Description:
------------
The appended output of "grep's" through PHP and Apache 2 source code clearly show "unconnected" code relating to the username supplied by a user when using basic authentication with HTTP.  PHP source code uses the environment variable HTTP_AUTHORIZATION, yet no code sets this variable within either Apache 2.0.48 or PHP 4.3.4RC3.  This prevents PHP_AUTH* from being set (the code to set these still exists in PHP).  Perhaps this PHP code was written for other web servers that do supply HTTP_AUTHORIZATION environment variable.

This wouldn't cause me any concern, except that REMOTE_USER is also unavailable when using the Apache 2/FastCGI configuration, since Apache 2 sees the script protected by an .htaccess, but not the FastCGI PHP binary.  apache2.0.48/server/util_script.c: ap_add_common_vars() sets up the various environment variables to pass to the FastCGI, but REMOTE_USER is excluded since no authentication was required to access the PHP binary (only the script, but that was an earlier phase in processing the request).  Sigh .. perhaps I will patch Apache to help maintain a consistent environment for my customers .. easier than trying to explain all this to them.

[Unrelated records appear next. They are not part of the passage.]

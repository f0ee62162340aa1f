//! Snapshot-based undo over cheap rope copies.
//!
//! An editor buffer keeps its history as whole-content snapshots: each
//! checkpoint is one refcount bump, mutations copy only the touched
//! path, and the dirty check is a root pointer comparison.
//!
//! Run with: `cargo run --example editor_snapshot`

use strand::Rope;

struct Buffer {
    content: Rope,
    history: Vec<Rope>,
}

impl Buffer {
    fn load(text: &str) -> Self {
        let content = Rope::from(text);
        Self {
            history: vec![content.clone()],
            content,
        }
    }

    /// Whether the content diverged from the last checkpoint.
    fn dirty(&self) -> bool {
        !self
            .content
            .ptr_eq(self.history.last().expect("history is never empty"))
    }

    fn checkpoint(&mut self) {
        self.history.push(self.content.clone());
    }

    fn undo(&mut self) {
        if !self.dirty() && self.history.len() > 1 {
            self.history.pop();
        }
        // Otherwise just drop the uncommitted edits.
        self.content = self.history.last().expect("history is never empty").clone();
    }
}

fn main() -> strand::Result<()> {
    let mut buffer = Buffer::load("fn main() {}\n");
    assert!(!buffer.dirty());

    buffer.content.insert(11, "\n    println!(\"hello\");\n")?;
    assert!(buffer.dirty());
    buffer.checkpoint();

    buffer.content.replace(26..31, "goodbye")?;
    println!("after edit:\n{}", buffer.content);

    buffer.undo();
    println!("after undo:\n{}", buffer.content);

    buffer.undo();
    assert_eq!(buffer.content, "fn main() {}\n");
    println!("back to the original:\n{}", buffer.content);

    Ok(())
}
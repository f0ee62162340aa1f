//! # Strand
//!
//! A persistent, copy-on-write rope for editors and large text buffers.
//!
//! A [`Rope`] is a balanced B-tree whose leaves hold heterogeneous
//! string segments and whose interior nodes carry cumulative length
//! keys: indexed access, insertion, erasure, and substring all run in
//! logarithmic time, and cloning a rope is one refcount bump, with the
//! clones sharing every unchanged subtree.
//!
//! ## Core Concepts
//!
//! - **Variant leaves**: owned text buffers, borrowed `'static` views,
//!   lazy repetitions, and zero-copy slices into owned text
//! - **Write barrier**: mutation clones only the touched root-to-leaf
//!   path; everything else stays shared between versions
//! - **Insertion fast path**: small edits fold straight into a
//!   uniquely-owned text leaf without touching the tree
//! - **Checked UTF-8**: mutations validate at the touched boundaries;
//!   `_unchecked` entry points trade validation away, detectably
//!
//! ## Example
//!
//! ```rust
//! use strand::Rope;
//!
//! let mut rope = Rope::from("string");
//! let head = rope.view(0, 3)?;
//! rope.insert_slice(6, &head)?;
//! assert_eq!(rope, "stringstr");
//!
//! let snapshot = rope.clone(); // shares every node
//! rope.erase(0..6)?;
//! assert_eq!(rope, "str");
//! assert_eq!(snapshot, "stringstr");
//! # Ok::<(), strand::TextError>(())
//! ```

#![warn(missing_docs)]
#![warn(clippy::pedantic)]
#![warn(clippy::nursery)]
#![allow(clippy::module_name_repetitions)]
#![allow(clippy::must_use_candidate)]
#![forbid(unsafe_code)]

pub mod encoding;
pub mod error;
pub mod rope;
pub mod stream;
pub mod text;

// Re-exports for convenience
pub use encoding::checked_encoding;
pub use error::{Result, TextError};
pub use rope::{
    Bytes, Rope, RopeView, Segments, MAX_CHILDREN, MAX_DEPTH, MIN_CHILDREN, TEXT_INSERT_MAX,
};
pub use stream::write_to;
pub use text::{repeat, RepeatedTextView, TextBuffer, TextView};
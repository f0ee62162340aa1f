//! Streaming output and padded display.
//!
//! Rope content goes to byte sinks segment by segment, never
//! flattened. Formatted display honors the formatter's width, fill,
//! and alignment, writing fill characters in chunks of 8 to amortize
//! sink calls.

use std::fmt::{self, Alignment};
use std::io::{self, Write};

use crate::rope::{Rope, RopeView};

/// Fill characters written per sink call while padding.
const FILL_CHUNK: usize = 8;

/// Writes the rope's content to `sink`, one segment per call, then
/// flushes.
///
/// # Errors
///
/// Returns an error if the underlying writer fails.
pub fn write_to<W: Write>(sink: &mut W, rope: &Rope) -> io::Result<()> {
    for segment in rope.segments() {
        sink.write_all(segment)?;
    }
    sink.flush()
}

/// Streams `chunks` through `f` with padding around `len` bytes of
/// content.
///
/// Width is compared against the byte length; segment seams never
/// split the fill runs.
pub(crate) fn pad_chunks<'a, I>(f: &mut fmt::Formatter<'_>, len: usize, chunks: I) -> fmt::Result
where
    I: Iterator<Item = &'a [u8]>,
{
    let pad = f.width().unwrap_or(0).saturating_sub(len);
    let (before, after) = match f.align() {
        Some(Alignment::Right) => (pad, 0),
        Some(Alignment::Center) => (pad / 2, pad - pad / 2),
        Some(Alignment::Left) | None => (0, pad),
    };
    write_fill(f, before)?;
    for chunk in chunks {
        match std::str::from_utf8(chunk) {
            Ok(text) => f.write_str(text)?,
            // Deliberately broken content still renders, lossily.
            Err(_) => f.write_str(&String::from_utf8_lossy(chunk))?,
        }
    }
    write_fill(f, after)
}

fn write_fill(f: &mut fmt::Formatter<'_>, n: usize) -> fmt::Result {
    if n == 0 {
        return Ok(());
    }
    let fill = f.fill();
    let mut chunk = String::with_capacity(FILL_CHUNK * fill.len_utf8());
    for _ in 0..FILL_CHUNK {
        chunk.push(fill);
    }
    let mut remaining = n;
    while remaining >= FILL_CHUNK {
        f.write_str(&chunk)?;
        remaining -= FILL_CHUNK;
    }
    f.write_str(&chunk[..remaining * fill.len_utf8()])
}

impl fmt::Display for Rope {
    fn fmt(&self, f: &mut fmt::Formatter<'_>) -> fmt::Result {
        pad_chunks(f, self.len(), self.segments())
    }
}

impl fmt::Display for RopeView {
    fn fmt(&self, f: &mut fmt::Formatter<'_>) -> fmt::Result {
        pad_chunks(f, self.len(), self.segments())
    }
}
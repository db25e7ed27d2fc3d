use std::fmt;
use std::str::FromStr;
use std::time::Duration;

use crate::cli::Cli;

/// One projected table line. Arity always matches the kind's columns.
pub type DisplayRow = Vec<String>;

/// A table column: header text and minimum field width.
#[derive(Debug, Clone, Copy, PartialEq, Eq)]
pub struct Column {
    pub header: &'static str,
    pub width: usize,
}

const fn col(header: &'static str, width: usize) -> Column {
    Column { header, width }
}

const POD_COLUMNS: &[Column] = &[
    col("NAME", 40),
    col("STATUS", 20),
    col("READY", 15),
    col("RESTARTS", 10),
    col("AGE", 10),
];

const DEPLOYMENT_COLUMNS: &[Column] = &[
    col("NAME", 40),
    col("READY", 10),
    col("UP-TO-DATE", 10),
    col("AVAILABLE", 10),
    col("AGE", 10),
];

const SERVICE_COLUMNS: &[Column] = &[
    col("NAME", 40),
    col("TYPE", 20),
    col("CLUSTER-IP", 20),
    col("EXTERNAL-IP", 15),
    col("AGE", 10),
];

const CONFIGMAP_COLUMNS: &[Column] = &[col("NAME", 40), col("DATA", 15), col("AGE", 10)];

const SECRET_COLUMNS: &[Column] = &[
    col("NAME", 40),
    col("TYPE", 15),
    col("DATA", 15),
    col("AGE", 10),
];

const NODE_COLUMNS: &[Column] = &[
    col("NAME", 40),
    col("STATUS", 15),
    col("ROLES", 15),
    col("VERSION", 20),
    col("AGE", 10),
];

/// The closed set of resource kinds that can be listed.
#[derive(Debug, Clone, Copy, PartialEq, Eq, Hash)]
pub enum ResourceKind {
    Pod,
    Deployment,
    Service,
    ConfigMap,
    Secret,
    Node,
}

impl ResourceKind {
    /// Plural lowercase name, used in the total line and the watch banner.
    pub fn plural(&self) -> &'static str {
        match self {
            Self::Pod => "pods",
            Self::Deployment => "deployments",
            Self::Service => "services",
            Self::ConfigMap => "configmaps",
            Self::Secret => "secrets",
            Self::Node => "nodes",
        }
    }

    pub fn columns(&self) -> &'static [Column] {
        match self {
            Self::Pod => POD_COLUMNS,
            Self::Deployment => DEPLOYMENT_COLUMNS,
            Self::Service => SERVICE_COLUMNS,
            Self::ConfigMap => CONFIGMAP_COLUMNS,
            Self::Secret => SECRET_COLUMNS,
            Self::Node => NODE_COLUMNS,
        }
    }

    /// Cluster-scoped kinds ignore the configured namespace.
    pub fn is_cluster_scoped(&self) -> bool {
        matches!(self, Self::Node)
    }
}

impl fmt::Display for ResourceKind {
    fn fmt(&self, f: &mut fmt::Formatter<'_>) -> fmt::Result {
        f.write_str(self.plural())
    }
}

#[derive(Debug, Clone, PartialEq, Eq, thiserror::Error)]
#[error("Unsupported resource type: {0}")]
pub struct ParseKindError(pub String);

impl FromStr for ResourceKind {
    type Err = ParseKindError;

    fn from_str(s: &str) -> Result<Self, Self::Err> {
        match s {
            "pods" | "pod" => Ok(Self::Pod),
            "deployments" | "deployment" => Ok(Self::Deployment),
            "services" | "service" => Ok(Self::Service),
            "configmaps" | "configmap" => Ok(Self::ConfigMap),
            "secrets" | "secret" => Ok(Self::Secret),
            "nodes" | "node" => Ok(Self::Node),
            other => Err(ParseKindError(other.to_string())),
        }
    }
}

/// Settings for the refresh loop, fixed for the life of the process.
#[derive(Debug, Clone)]
pub struct RefreshConfig {
    pub kind: ResourceKind,
    pub namespace: String,
    pub watch: bool,
    pub interval: Duration,
}

impl RefreshConfig {
    pub fn from_cli(cli: &Cli, kind: ResourceKind) -> Self {
        Self {
            kind,
            namespace: cli.namespace.clone(),
            watch: cli.watch,
            interval: Duration::from_secs(cli.interval),
        }
    }
}

#[cfg(test)]
mod tests {
    use super::*;

    #[test]
    fn test_parses_singular_and_plural_names() {
        assert_eq!("pods".parse::<ResourceKind>(), Ok(ResourceKind::Pod));
        assert_eq!("pod".parse::<ResourceKind>(), Ok(ResourceKind::Pod));
        assert_eq!(
            "configmap".parse::<ResourceKind>(),
            Ok(ResourceKind::ConfigMap)
        );
        assert_eq!("nodes".parse::<ResourceKind>(), Ok(ResourceKind::Node));
    }

    #[test]
    fn test_rejects_unknown_kind() {
        let err = "ingresses".parse::<ResourceKind>().unwrap_err();
        assert_eq!(err.to_string(), "Unsupported resource type: ingresses");
        // case-sensitive
        assert!("Pods".parse::<ResourceKind>().is_err());
    }

    #[test]
    fn test_only_nodes_are_cluster_scoped() {
        assert!(ResourceKind::Node.is_cluster_scoped());
        assert!(!ResourceKind::Pod.is_cluster_scoped());
        assert!(!ResourceKind::Secret.is_cluster_scoped());
    }

    #[test]
    fn test_every_kind_starts_with_name_and_ends_with_age() {
        for kind in [
            ResourceKind::Pod,
            ResourceKind::Deployment,
            ResourceKind::Service,
            ResourceKind::ConfigMap,
            ResourceKind::Secret,
            ResourceKind::Node,
        ] {
            let columns = kind.columns();
            assert_eq!(columns.first().map(|c| c.header), Some("NAME"));
            assert_eq!(columns.last().map(|c| c.header), Some("AGE"));
        }
    }
}
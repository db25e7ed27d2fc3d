use anyhow::Context;
use k8s_openapi::api::apps::v1::Deployment;
use k8s_openapi::api::core::v1::{ConfigMap, Node, Pod, Secret, Service};
use kube::api::ListParams;
use kube::config::{KubeConfigOptions, Kubeconfig};
use kube::{Api, Client, Config};
use std::path::Path;
use tracing::{debug, info};

use crate::types::ResourceKind;

/// Items returned by a single list call, tagged by kind.
#[derive(Debug, Clone)]
pub enum ResourceList {
    Pods(Vec<Pod>),
    Deployments(Vec<Deployment>),
    Services(Vec<Service>),
    ConfigMaps(Vec<ConfigMap>),
    Secrets(Vec<Secret>),
    Nodes(Vec<Node>),
}

impl ResourceList {
    pub fn kind(&self) -> ResourceKind {
        match self {
            Self::Pods(_) => ResourceKind::Pod,
            Self::Deployments(_) => ResourceKind::Deployment,
            Self::Services(_) => ResourceKind::Service,
            Self::ConfigMaps(_) => ResourceKind::ConfigMap,
            Self::Secrets(_) => ResourceKind::Secret,
            Self::Nodes(_) => ResourceKind::Node,
        }
    }

    pub fn len(&self) -> usize {
        match self {
            Self::Pods(items) => items.len(),
            Self::Deployments(items) => items.len(),
            Self::Services(items) => items.len(),
            Self::ConfigMaps(items) => items.len(),
            Self::Secrets(items) => items.len(),
            Self::Nodes(items) => items.len(),
        }
    }
}

/// A failed list call.
#[derive(Debug, thiserror::Error)]
pub enum FetchError {
    /// The API server answered with a Status object.
    #[error("{message}")]
    Api { code: u16, message: String },
    /// Anything else: transport, TLS, auth plugin, decoding.
    #[error("{0:#}")]
    Other(anyhow::Error),
}

impl FetchError {
    /// Message shown to the user in place of the table.
    pub fn display_message(&self) -> String {
        match self {
            Self::Api { message, .. } => message.clone(),
            Self::Other(err) => format!("{err:#}"),
        }
    }
}

impl From<kube::Error> for FetchError {
    fn from(err: kube::Error) -> Self {
        match err {
            kube::Error::Api(status) => Self::Api {
                code: status.code,
                message: status.message,
            },
            other => Self::Other(other.into()),
        }
    }
}

/// Something that can list resources of a kind at the current instant.
pub trait ResourceSource {
    async fn fetch(&self, kind: ResourceKind, namespace: &str) -> Result<ResourceList, FetchError>;
}

/// Cluster connection built once at startup and reused by every fetch.
pub struct KubeSession {
    client: Client,
}

impl KubeSession {
    pub async fn connect(
        kubeconfig: Option<&Path>,
        context: Option<&str>,
    ) -> anyhow::Result<Self> {
        let kubeconfig = match kubeconfig {
            Some(path) => Kubeconfig::read_from(path)
                .with_context(|| format!("Failed to read kubeconfig {}", path.display()))?,
            None => {
                Kubeconfig::read().context("Failed to read kubeconfig. Is kubectl configured?")?
            }
        };

        let context_name = context
            .map(str::to_string)
            .or_else(|| kubeconfig.current_context.clone())
            .unwrap_or_else(|| "default".to_string());

        let config = Config::from_custom_kubeconfig(
            kubeconfig,
            &KubeConfigOptions {
                context: context.map(str::to_string),
                ..Default::default()
            },
        )
        .await
        .with_context(|| format!("Failed to load config for context: {}", context_name))?;

        let client = Client::try_from(config)
            .with_context(|| format!("Failed to create client for context: {}", context_name))?;
        info!("Using context: {}", context_name);

        Ok(Self { client })
    }
}

impl ResourceSource for KubeSession {
    async fn fetch(
        &self,
        kind: ResourceKind,
        namespace: &str,
    ) -> Result<ResourceList, FetchError> {
        let lp = ListParams::default();
        let client = self.client.clone();

        let list = match kind {
            ResourceKind::Pod => ResourceList::Pods(
                Api::<Pod>::namespaced(client, namespace)
                    .list(&lp)
                    .await?
                    .items,
            ),
            ResourceKind::Deployment => ResourceList::Deployments(
                Api::<Deployment>::namespaced(client, namespace)
                    .list(&lp)
                    .await?
                    .items,
            ),
            ResourceKind::Service => ResourceList::Services(
                Api::<Service>::namespaced(client, namespace)
                    .list(&lp)
                    .await?
                    .items,
            ),
            ResourceKind::ConfigMap => ResourceList::ConfigMaps(
                Api::<ConfigMap>::namespaced(client, namespace)
                    .list(&lp)
                    .await?
                    .items,
            ),
            ResourceKind::Secret => ResourceList::Secrets(
                Api::<Secret>::namespaced(client, namespace)
                    .list(&lp)
                    .await?
                    .items,
            ),
            ResourceKind::Node => {
                ResourceList::Nodes(Api::<Node>::all(client).list(&lp).await?.items)
            }
        };

        if kind.is_cluster_scoped() {
            debug!("Listed {} {}", list.len(), kind);
        } else {
            debug!("Listed {} {} in namespace {}", list.len(), kind, namespace);
        }
        Ok(list)
    }
}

In any case, the documentation at http://us3.php.net/features.http-auth is out-of-sync with Apache 2 / PHP 4.3.4RC3.  Perhaps the information previously accessible via $_SERVER['REMOTE_USER'] and $_SERVER['PHP_AUTH_USER'] will eventually become available through another mechanism (maybe in PHP5)?

I haven't had time to follow the design discussions in php-dev, so I haven't provided a patch to address the dangling code or inconsistencies with the docs, but merely documented (below) evidence of the inconsistencies (perhaps just the result of work-in-progress?).

Cheers,
Gavin

Reproduce code:
---------------
httpd-2.0.48$ grep -r HTTP_AUTHORIZATION .
returns nothing

php-4.3.4RC3$ grep -r HTTP_AUTHORIZATION .
./sapi/caudium/caudium.c:  php_handle_auth_data(lookup_string_header("HTTP_AUTHORIZATION", NULL), TSRMLS_C);
./sapi/cgi/cgi_main.c:          auth = sapi_cgibin_getenv("HTTP_AUTHORIZATION",0 TSRMLS_CC);

php-4.3.4RC3$ grep -r php_handle_auth_data .
./main/main.c:/* {{{ php_handle_auth_data
./main/main.c:PHPAPI int php_handle_auth_data(const char *auth TSRMLS_DC)
./main/php_main.h:PHPAPI int php_handle_auth_data(const char *auth TSRMLS_DC);
./netware/phplib.imp:php_handle_auth_data,
./sapi/apache2filter/sapi_apache2.c:            php_handle_auth_data(auth TSRMLS_CC);
./sapi/apache2handler/sapi_apache2.c:           php_handle_auth_data(auth TSRMLS_CC);
./sapi/caudium/caudium.c:  php_handle_auth_data(lookup_string_header("HTTP_AUTHORIZATION", NULL), TSRMLS_C);
./sapi/cgi/cgi_main.c:          php_handle_auth_data(auth TSRMLS_CC);
./sapi/thttpd/thttpd.c: php_handle_auth_data(TG(hc)->authorization TSRMLS_CC);
./sapi/tux/php_tux.c:   php_handle_auth_data(TG(hc)->authorization TSRMLS_CC);



Expected result:
----------------
This PHP code below is never executed, since SG(request_info).auth_user has no value, because it is set from the HTTP_AUTHORIZATION environment variable, which is never set by either PHP or Apache code.  This prevents PHP_AUTH_USER from having a value.

php_register_variable("PHP_AUTH_USER", SG(request_info).auth_user, array_ptr TSRMLS_CC);

"grep -r PHP_AUTH_USER" the source tree will quickly turn up the relevant code.